Em termos reais, o valor da cesta básica caiu pela metade, assegurando melhores dietas aos brasileiros.
Por tudo isso o Brasil, sem dúvida, é e será decisivo ofertante mundial de alimentos nos anos vindouros.
De outro, temos ainda muito a realizar. É provável que 40% dos estabelecimentos rurais não tenham nenhuma chance de permanecer na atividade, pois não conseguem gerar renda superior à que pode ser obtida no trabalho urbano.
Convivemos com degradantes indicadores de pobreza rural, especialmente no Nordeste, e em todo o Brasil um terço dos produtores é analfabeto.
O seguro rural cobre meros 14% da área plantada, tornando a atividade agrícola cada vez mais arriscada.
Esses são alguns dos muitos fatos ameaçadores que talvez expliquem por que o campo se está esvaziando, envelhecendo e masculinizando -- em face da generalizada "fuga de mulheres" para as cidades.
Igualmente grave é o fato de o emprego rural estar caindo aceleradamente, substituído por mecanização e impulsionado pelas migrações.

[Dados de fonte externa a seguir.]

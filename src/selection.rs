//! Categorical filter selections and free-text search over the record table.
//!
//! Both operations return fresh frames and keep row order; the loaded table is
//! never mutated.

use color_eyre::Result;
use polars::prelude::*;
use std::collections::BTreeSet;

use crate::{COL_HOSPITAL, COL_LOCATION};

/// The sidebar selection: which locations and which hospitals stay visible.
/// An empty set on either side selects nothing.
#[derive(Clone, Debug, Default, PartialEq, Eq)]
pub struct FilterSelection {
    pub locations: BTreeSet<String>,
    pub hospitals: BTreeSet<String>,
}

impl FilterSelection {
    /// The default selection: every distinct location and hospital in the table.
    pub fn all(df: &DataFrame) -> Result<Self> {
        Ok(Self {
            locations: distinct_values(df, COL_LOCATION)?.into_iter().collect(),
            hospitals: distinct_values(df, COL_HOSPITAL)?.into_iter().collect(),
        })
    }

    pub fn with_locations<I, S>(mut self, locations: I) -> Self
    where
        I: IntoIterator<Item = S>,
        S: Into<String>,
    {
        self.locations = locations.into_iter().map(Into::into).collect();
        self
    }

    pub fn with_hospitals<I, S>(mut self, hospitals: I) -> Self
    where
        I: IntoIterator<Item = S>,
        S: Into<String>,
    {
        self.hospitals = hospitals.into_iter().map(Into::into).collect();
        self
    }

    /// Keep rows whose location AND hospital are both selected. Single pass
    /// over the two key columns; row order is preserved.
    pub fn apply(&self, df: &DataFrame) -> Result<DataFrame> {
        let locations = df.column(COL_LOCATION)?.as_materialized_series().clone();
        let hospitals = df.column(COL_HOSPITAL)?.as_materialized_series().clone();
        let locations = locations.str()?;
        let hospitals = hospitals.str()?;
        let mask: Vec<bool> = locations
            .iter()
            .zip(hospitals.iter())
            .map(|(loc, hosp)| {
                loc.is_some_and(|l| self.locations.contains(l))
                    && hosp.is_some_and(|h| self.hospitals.contains(h))
            })
            .collect();
        Ok(df.filter(&BooleanChunked::new("selection".into(), mask))?)
    }
}

/// Sorted distinct values of a string column (the option list for one
/// multi-select control).
pub fn distinct_values(df: &DataFrame, column: &str) -> Result<Vec<String>> {
    let series = df.column(column)?.as_materialized_series().clone();
    let mut values: Vec<String> = series
        .str()?
        .iter()
        .flatten()
        .map(str::to_string)
        .collect::<BTreeSet<_>>()
        .into_iter()
        .collect();
    values.sort();
    Ok(values)
}

/// Keep rows where any cell's display text contains `query`, case-insensitively.
/// Literal substring match, no regex. An empty or whitespace query is the
/// identity. Stringification policy: each cell renders via `AnyValue::str_value`
/// (integers without a decimal point, floats in their shortest display form,
/// strings verbatim); null cells never match.
pub fn search(df: &DataFrame, query: &str) -> Result<DataFrame> {
    let needle = query.trim().to_lowercase();
    if needle.is_empty() {
        return Ok(df.clone());
    }
    let mut hits = vec![false; df.height()];
    for column in df.get_columns() {
        let series = column.as_materialized_series();
        for (idx, value) in series.iter().enumerate() {
            if hits[idx] || matches!(value, AnyValue::Null) {
                continue;
            }
            if value.str_value().to_lowercase().contains(&needle) {
                hits[idx] = true;
            }
        }
    }
    Ok(df.filter(&BooleanChunked::new("search".into(), hits))?)
}

#[cfg(test)]
mod tests {
    use super::*;

    fn sample() -> DataFrame {
        df!(
            COL_LOCATION => &["LocX", "LocY", "LocX"],
            COL_HOSPITAL => &["A", "B", "A"],
            "embryo_count" => &[10i64, 20, 5],
            "CH-RATE" => &[50.0f64, 70.0, 60.0],
        )
        .unwrap()
    }

    #[test]
    fn full_selection_is_identity() {
        let df = sample();
        let selection = FilterSelection::all(&df).unwrap();
        let filtered = selection.apply(&df).unwrap();
        assert!(filtered.equals(&df));
    }

    #[test]
    fn empty_selection_yields_empty_table() {
        let df = sample();
        let selection = FilterSelection::default();
        assert_eq!(selection.apply(&df).unwrap().height(), 0);

        let only_locations = FilterSelection::default().with_locations(["LocX"]);
        assert_eq!(only_locations.apply(&df).unwrap().height(), 0);
    }

    #[test]
    fn selection_keeps_matching_rows_in_order() {
        let df = sample();
        let selection = FilterSelection::default()
            .with_locations(["LocX"])
            .with_hospitals(["A"]);
        let filtered = selection.apply(&df).unwrap();
        assert_eq!(filtered.height(), 2);
        let counts: Vec<i64> = filtered
            .column("embryo_count")
            .unwrap()
            .i64()
            .unwrap()
            .iter()
            .flatten()
            .collect();
        assert_eq!(counts, vec![10, 5]);
    }

    #[test]
    fn selection_missing_column_errors() {
        let df = df!("other" => &["x"]).unwrap();
        let selection = FilterSelection::default().with_locations(["LocX"]);
        assert!(selection.apply(&df).is_err());
    }

    #[test]
    fn distinct_values_sorted_and_deduped() {
        let df = sample();
        assert_eq!(
            distinct_values(&df, COL_LOCATION).unwrap(),
            vec!["LocX".to_string(), "LocY".to_string()]
        );
        assert_eq!(
            distinct_values(&df, COL_HOSPITAL).unwrap(),
            vec!["A".to_string(), "B".to_string()]
        );
    }

    #[test]
    fn empty_query_is_identity() {
        let df = sample();
        assert!(search(&df, "").unwrap().equals(&df));
        assert!(search(&df, "   ").unwrap().equals(&df));
    }

    #[test]
    fn search_is_case_insensitive_substring() {
        let df = sample();
        let result = search(&df, "locy").unwrap();
        assert_eq!(result.height(), 1);
        let result = search(&df, "LOC").unwrap();
        assert_eq!(result.height(), 3);
    }

    #[test]
    fn search_matches_numeric_cells() {
        let df = sample();
        // "20" appears only in the second row's embryo_count.
        let result = search(&df, "20").unwrap();
        assert_eq!(result.height(), 1);
        let hospitals: Vec<&str> = result
            .column(COL_HOSPITAL)
            .unwrap()
            .str()
            .unwrap()
            .iter()
            .flatten()
            .collect();
        assert_eq!(hospitals, vec!["B"]);
    }

    #[test]
    fn search_no_match_yields_empty() {
        let df = sample();
        assert_eq!(search(&df, "zzz").unwrap().height(), 0);
    }

    #[test]
    fn search_skips_null_cells() {
        let df = df!(
            COL_LOCATION => &[Some("LocX"), None],
            COL_HOSPITAL => &[Some("A"), Some("B")],
        )
        .unwrap();
        // "null" must not match the null cell's placeholder text.
        assert_eq!(search(&df, "null").unwrap().height(), 0);
    }
}
//! Dashboard core for PGT-A screening workbooks.
//!
//! The reactive dashboard this replaces re-ran one script per interaction.
//! Here that is an explicit pipeline: load the workbook once (cached for the
//! process), apply the categorical selection and text search, then derive
//! metrics, statistics, chart data, and exports from the filtered table. Every
//! stage is a pure function of its inputs; `DashboardSnapshot` is the result
//! of one full pass.

pub mod chart_data;
pub mod chart_render;
pub mod config;
pub mod error_display;
pub mod export;
pub mod loader;
pub mod metrics;
pub mod report;
pub mod selection;
pub mod statistics;

use color_eyre::Result;
use polars::prelude::DataFrame;
use std::path::Path;

pub use chart_data::{HeatmapCell, RateColumn, RateSpread, ScatterSeries};
pub use config::{ConfigManager, DashboardConfig};
pub use metrics::Metrics;
pub use selection::FilterSelection;
pub use statistics::{CorrelationMatrix, NumericSummary};

pub const APP_NAME: &str = "pgtadash";

/// Workbook read when no path is configured.
pub const DATA_FILE: &str = "pre_analysis_last.xlsx";

pub const COL_LOCATION: &str = "hospital_location";
pub const COL_HOSPITAL: &str = "Hospital";
pub const COL_EMBRYO_COUNT: &str = "embryo_count";
pub const COL_PATIENT_COUNT: &str = "patient_count";
pub const COL_CH_RATE: &str = "CH-RATE";
pub const COL_AF_RATE: &str = "AF-RATE";
pub const COL_IC_RATE: &str = "IC-RATE";

/// The loaded table plus the user's current selections. The table itself is
/// immutable; changing a selection only changes what the next snapshot sees.
pub struct Dashboard {
    table: DataFrame,
    pub selection: FilterSelection,
    pub search: String,
    pub rate: RateColumn,
}

/// Everything one pipeline pass computes from the filtered table.
pub struct DashboardSnapshot {
    /// Selection-filtered records (the unit all other fields derive from).
    pub filtered: DataFrame,
    /// `filtered` further restricted by the search query (the table view).
    pub display: DataFrame,
    pub metrics: Metrics,
    pub scatter: Vec<ScatterSeries>,
    pub bars: Vec<(String, f64)>,
    pub spreads: Vec<RateSpread>,
    pub correlation: CorrelationMatrix,
    pub heatmap: Vec<HeatmapCell>,
    /// Pandas-style describe table (also the statistics export).
    pub statistics: DataFrame,
    /// Per-location aggregate table, rounded for display.
    pub location_summary: DataFrame,
}

impl Dashboard {
    /// Load the workbook (memoized per process) and start with everything
    /// selected, no search, and the default rate metric.
    pub fn open(path: &Path, sheet: Option<&str>) -> Result<Self> {
        Self::from_table(loader::load(path, sheet)?)
    }

    /// Build a dashboard over an already-loaded table.
    pub fn from_table(table: DataFrame) -> Result<Self> {
        let selection = FilterSelection::all(&table)?;
        Ok(Self {
            table,
            selection,
            search: String::new(),
            rate: RateColumn::default(),
        })
    }

    pub fn table(&self) -> &DataFrame {
        &self.table
    }

    /// Restrict the location selection; `None` restores "all".
    pub fn set_locations(&mut self, locations: Option<Vec<String>>) -> Result<()> {
        self.selection.locations = match locations {
            Some(values) => values.into_iter().collect(),
            None => FilterSelection::all(&self.table)?.locations,
        };
        Ok(())
    }

    /// Restrict the hospital selection; `None` restores "all".
    pub fn set_hospitals(&mut self, hospitals: Option<Vec<String>>) -> Result<()> {
        self.selection.hospitals = match hospitals {
            Some(values) => values.into_iter().collect(),
            None => FilterSelection::all(&self.table)?.hospitals,
        };
        Ok(())
    }

    /// The selection-filtered table.
    pub fn filtered(&self) -> Result<DataFrame> {
        self.selection.apply(&self.table)
    }

    /// Run one full pipeline pass: filter, search, and derive every output.
    pub fn snapshot(&self) -> Result<DashboardSnapshot> {
        let filtered = self.filtered()?;
        let display = selection::search(&filtered, &self.search)?;
        let metrics = metrics::summarize(&filtered)?;
        let scatter = chart_data::scatter_series(&filtered, self.rate)?;
        let bars = chart_data::rate_by_hospital(&filtered, self.rate)?;
        let spreads = chart_data::rate_distributions(&filtered)?;
        let correlation = statistics::correlation_matrix(&filtered, &statistics::NUMERIC_COLUMNS)?;
        let heatmap = chart_data::correlation_cells(&correlation);
        let statistics_frame = statistics::describe_frame(&filtered, &statistics::NUMERIC_COLUMNS)?;
        let location_summary = statistics::location_summary(&filtered)?;
        Ok(DashboardSnapshot {
            filtered,
            display,
            metrics,
            scatter,
            bars,
            spreads,
            correlation,
            heatmap,
            statistics: statistics_frame,
            location_summary,
        })
    }
}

Ante o mutante mundo novo que vai transformando as regiões rurais, a Embrapa depara-se com inéditos desafios, ainda sem respostas adequadas.
Alguns são fatores externos e outros, injunções nascidas do fato de ser uma empresa estatal.
Um desafio imediato decorre da fantástica riqueza atualmente gerada pela agropecuária, que produziu aproximadamente US$ 1 trilhão (exportações nominais) nos últimos 25 anos.
Diante dessa fábula monetária, inúmeros agentes privados foram atraídos para os sistemas agroindustriais e passaram a produzir tecnologias para os produtores, complementando ou competindo diretamente com a Embrapa.
Essa é uma tendência mundial e, neste contexto, onde e como se reposicionará a empresa pública de pesquisa agrícola?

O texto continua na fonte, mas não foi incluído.